On the perils of holding a lock across a coroutine suspension point, part 3: Solutions

So far, we’ve been looking at the horrible things that can happen if you hold a lock across a coroutine suspension point. What can we do to avoid the problem? For reference, here’s the code in question:

IAsyncAction MyObject::RunOneAsync()
{
  std::lock_guard guard(m_mutex);

  if (!m_list.empty() {
    auto& item = m_list.front();
    co_await item.RunAsync();
    item.Cleanup();
    m_list.pop_front();
  }
}

You need to limit the use of the synchronous lock to synchronous code. In the case of our sample function above, we can extract the item to run while under the lock, but run the item outside the lock.

IAsyncAction MyObject::RunOneAsync()
{
  std::optional<Item> item;
  {
    std::lock_guard guard(m_mutex);
    if (!m_list.empty()) {
      item.emplace(std::move(m_list.front()));
      m_list.pop_front();
    }
  }
  if (item) {
    co_await item->RunAsync();
    item->Cleanup();
  }
}

This operation is bit easier if you have direct access to the list nodes, since you can just detach the head node from the list, operate on the contents, and then destruct it when done. However, the above mechanism generalizes better to non-node-based containers like std::vector or std::dequeue.

To avoid the awkwardness of the braces whose sole purpose is to control the scope of the lock guard, you could pull it into lambda:

IAsyncAction MyObject::RunOneAsync()
{
  auto item = [&]() -> std::optional<Item> {
    std::lock_guard guard(m_mutex);
    if (m_list.empty()) return {};
    auto item = std::move(m_list.front());
    m_list.pop_front();
    return item;
  }();
  if (item) {
    co_await item->RunAsync();
    item->Cleanup();
  }
}

Or pull the lambda into a separate function:

std::optional<Item> MyObject::PopFrontItem()
{
  std::lock_guard guard(m_mutex);
  if (m_list.empty()) return {};
  auto item = std::move(m_list.front());
  m_list.pop_front();
  return item;
}

IAsyncAction MyObject::RunOneAsync()
{
  auto item = PopFrontItem();
  if (item) {
    co_await item->RunAsync();
    item->Cleanup();
  }
}

Here’s another function that uses a lock to make sure nobody sees a partially-initialized widget:

IAsyncAction MyObject::ReloadWidgetAsync()
{
  // code in italics is wrong
  std::lock_guard guard(m_mutex);
  m_widget = Widget();
  co_await widget.SetColorAsync(m_color);
}

In this case, we could capture the necessary parameters under the lock, do the work outside the lock on the captured parameters, and then update the results inside the lock.

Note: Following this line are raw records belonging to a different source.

//! Alert rules as pure functions over recent values.

use monitor_core::{AlertType, IndexType, Severity, Trigger};
use serde::{Deserialize, Serialize};

/// Standard deviations below this are treated as a flat series.
const FLAT_STD: f64 = 1e-9;

/// Rule thresholds. Tunable heuristics, not agronomic truth.
#[derive(Debug, Clone, Serialize, Deserialize)]
pub struct AlertRules {
    /// Index the rules read
    #[serde(default = "default_rule_index")]
    pub rule_index: IndexType,
    /// Days before the latest observation forming the decline baseline
    #[serde(default = "default_window_days")]
    pub window_days: u32,
    #[serde(default = "default_min_baseline_samples")]
    pub min_baseline_samples: usize,
    /// Percent drop below baseline raising a medium decline
    #[serde(default = "default_decline_pct")]
    pub decline_pct: f64,
    /// Percent drop below baseline raising a high decline
    #[serde(default = "default_decline_high_pct")]
    pub decline_high_pct: f64,
    #[serde(default = "default_z_threshold")]
    pub z_threshold: f64,
    #[serde(default = "default_sustained_low_count")]
    pub sustained_low_count: usize,
    #[serde(default = "default_low_floor")]
    pub low_floor: f64,
    /// Consecutive weekly points inspected for drought
    #[serde(default = "default_drought_weeks")]
    pub drought_weeks: usize,
    #[serde(default = "default_drought_floor")]
    pub drought_floor: f64,
    /// Weekly slope (index units per week) steeper than this is high severity
    #[serde(default = "default_drought_steep_slope")]
    pub drought_steep_slope: f64,
}

fn default_rule_index() -> IndexType {
    IndexType::Ndvi
}

fn default_window_days() -> u32 {
    30
}

fn default_min_baseline_samples() -> usize {
    5
}

fn default_decline_pct() -> f64 {
    15.0
}

fn default_decline_high_pct() -> f64 {
    30.0
}

fn default_z_threshold() -> f64 {
    2.0
}

fn default_sustained_low_count() -> usize {
    14
}

fn default_low_floor() -> f64 {
    0.3
}

fn default_drought_weeks() -> usize {
    3
}

fn default_drought_floor() -> f64 {
    0.4
}

fn default_drought_steep_slope() -> f64 {
    0.03
}

impl Default for AlertRules {
    fn default() -> Self {
        Self {
            rule_index: default_rule_index(),
            window_days: default_window_days(),
            min_baseline_samples: default_min_baseline_samples(),
            decline_pct: default_decline_pct(),
            decline_high_pct: default_decline_high_pct(),
            z_threshold: default_z_threshold(),
            sustained_low_count: default_sustained_low_count(),
            low_floor: default_low_floor(),
            drought_weeks: default_drought_weeks(),
            drought_floor: default_drought_floor(),
            drought_steep_slope: default_drought_steep_slope(),
        }
    }
}

/// Result of evaluating one rule.
#[derive(Debug, Clone, PartialEq)]
pub enum RuleResult {
    Triggered(Trigger),
    /// Enough data to say the condition does not hold.
    Clear,
    /// Not enough data to decide either way.
    Inconclusive,
}

/// Mean and population standard deviation.
pub fn mean_std(values: &[f64]) -> Option<(f64, f64)> {
    if values.is_empty() {
        return None;
    }
    let n = values.len() as f64;
    let mean = values.iter().sum::<f64>() / n;
    let variance = values.iter().map(|v| (v - mean).powi(2)).sum::<f64>() / n;
    Some((mean, variance.sqrt()))
}

/// Z-score of `latest` against `baseline`. `None` for a short or flat baseline.
pub fn z_score(rules: &AlertRules, latest: f64, baseline: &[f64]) -> Option<f64> {
    if baseline.len() < rules.min_baseline_samples {
        return None;
    }
    let (mean, std) = mean_std(baseline)?;
    if std < FLAT_STD {
        return None;
    }
    Some((latest - mean) / std)
}

pub fn is_anomaly(rules: &AlertRules, latest: f64, baseline: &[f64]) -> bool {
    z_score(rules, latest, baseline).is_some_and(|z| z.abs() > rules.z_threshold)
}

pub fn is_downside_anomaly(rules: &AlertRules, latest: f64, baseline: &[f64]) -> bool {
    z_score(rules, latest, baseline).is_some_and(|z| z < -rules.z_threshold)
}

/// Least-squares slope of `values` against their position.
pub fn least_squares_slope(values: &[f64]) -> Option<f64> {
    if values.len() < 2 {
        return None;
    }
    let n = values.len() as f64;
    let x_mean = (n - 1.0) / 2.0;
    let y_mean = values.iter().sum::<f64>() / n;
    let (num, den) = values
        .iter()
        .enumerate()
        .fold((0.0, 0.0), |(num, den), (i, y)| {
            let dx = i as f64 - x_mean;
            (num + dx * (y - y_mean), den + dx * dx)
        });
    Some(num / den)
}

/// Latest daily mean against the mean of the preceding window.
///
/// A downside anomaly that does not reach `decline_pct` still fires with low
/// severity.
pub fn vegetation_decline(rules: &AlertRules, latest: f64, baseline: &[f64]) -> RuleResult {
    if baseline.len() < rules.min_baseline_samples {
        return RuleResult::Inconclusive;
    }
    let Some((baseline_mean, _)) = mean_std(baseline) else {
        return RuleResult::Inconclusive;
    };
    if baseline_mean <= 0.0 {
        return RuleResult::Inconclusive;
    }

    let drop_pct = (baseline_mean - latest) / baseline_mean * 100.0;
    let anomaly = is_anomaly(rules, latest, baseline);
    let downside = is_downside_anomaly(rules, latest, baseline);

    let severity = if drop_pct > rules.decline_high_pct {
        Severity::High
    } else if drop_pct > rules.decline_pct {
        Severity::Medium
    } else if downside {
        Severity::Low
    } else {
        return RuleResult::Clear;
    };

    RuleResult::Triggered(Trigger {
        alert_type: AlertType::VegetationDecline,
        severity,
        reference_value: latest,
        baseline_value: baseline_mean,
        anomaly,
        message: format!(
            "{} {:.3} is {:.1}% below the {}-sample baseline {:.3}",
            rules.rule_index,
            latest,
            drop_pct,
            baseline.len(),
            baseline_mean
        ),
    })
}

/// The last `sustained_low_count` daily means all under `low_floor`.
pub fn sustained_low(rules: &AlertRules, recent: &[f64]) -> RuleResult {
    if recent.len() < rules.sustained_low_count || rules.sustained_low_count == 0 {
        return RuleResult::Inconclusive;
    }
    let window = &recent[recent.len() - rules.sustained_low_count..];
    if !window.iter().all(|v| *v < rules.low_floor) {
        return RuleResult::Clear;
    }
    let latest = window[window.len() - 1];
    let (mean, _) = mean_std(window).unwrap_or((latest, 0.0));

    RuleResult::Triggered(Trigger {
        alert_type: AlertType::SustainedLowNdvi,
        severity: Severity::Medium,
        reference_value: latest,
        baseline_value: rules.low_floor,
        anomaly: false,
        message: format!(
            "{} below {:.2} for {} consecutive observations (mean {:.3})",
            rules.rule_index,
            rules.low_floor,
            window.len(),
            mean
        ),
    })
}

/// The last `drought_weeks` weekly averages all under `drought_floor` and
/// trending down.
pub fn drought_risk(rules: &AlertRules, weekly: &[f64], latest_anomaly: bool) -> RuleResult {
    if weekly.len() < rules.drought_weeks || rules.drought_weeks < 2 {
        return RuleResult::Inconclusive;
    }
    let window = &weekly[weekly.len() - rules.drought_weeks..];
    let Some(slope) = least_squares_slope(window) else {
        return RuleResult::Inconclusive;
    };
    if !window.iter().all(|v| *v < rules.drought_floor) || slope >= 0.0 {
        return RuleResult::Clear;
    }

    let severity = if slope < -rules.drought_steep_slope || latest_anomaly {
        Severity::High
    } else {
        Severity::Medium
    };

    RuleResult::Triggered(Trigger {
        alert_type: AlertType::DroughtRisk,
        severity,
        reference_value: window[window.len() - 1],
        baseline_value: rules.drought_floor,
        anomaly: latest_anomaly,
        message: format!(
            "{} weekly average below {:.2} for {} weeks, trend {:+.3}/week",
            rules.rule_index,
            rules.drought_floor,
            window.len(),
            slope
        ),
    })
}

IAsyncAction MyObject::ReloadWidgetAsync()
{
  // Capture the color.
  Color color;
  {
    std::lock_guard guard(m_mutex);
    color = m_color;
  }

  // Create a brand new widget
  auto widget = Widget();
  co_await widget.SetColorAsync(color);

  // Save the results
  {
    std::lock_guard guard(m_mutex);
    m_widget = widget;
  }
}

Note that the operations that occur under the lock are all synchronous.

There is a bug in the above code: While we are setting up the new widget, somebody might change the color, and we end up reloading the widget with the old color instead of the new one. We’ll have to re-check that the color is correct and retry if not.

IAsyncAction MyObject::ReloadWidgetAsync()
{
  // Capture the color.
  Color color;
  {
    std::lock_guard guard(m_mutex);
    color = m_color;
  }

  // Create a brand new widget
  auto widget = Widget();

  bool done = false;
  while (!done) {
    co_await widget.SetColorAsync(color);

    // Save the results if valid
    {
      std::lock_guard guard(m_mutex);
      if (color == m_color) {
        m_widget = widget;
        done = true;
      } else {
        // Get the current color and try again
        color = m_color;
      }
    }
  }
}

This pattern may look familiar: It’s the same pattern we use for lock-free operations. Capture the inputs, perform some work, and then atomically set the result, provided the inputs haven’t changed. If the inputs changed, then try again with the revised inputs.

You may not be able to use this pattern, though. Maybe widgets are expensive to construct, and you don’t want create extra ones unnecessarily. Or maybe the operation you want to perform doesn’t fit the capture / work / update model.

In that case, you could use an awaitable synchronization object, like the one we developed some time ago.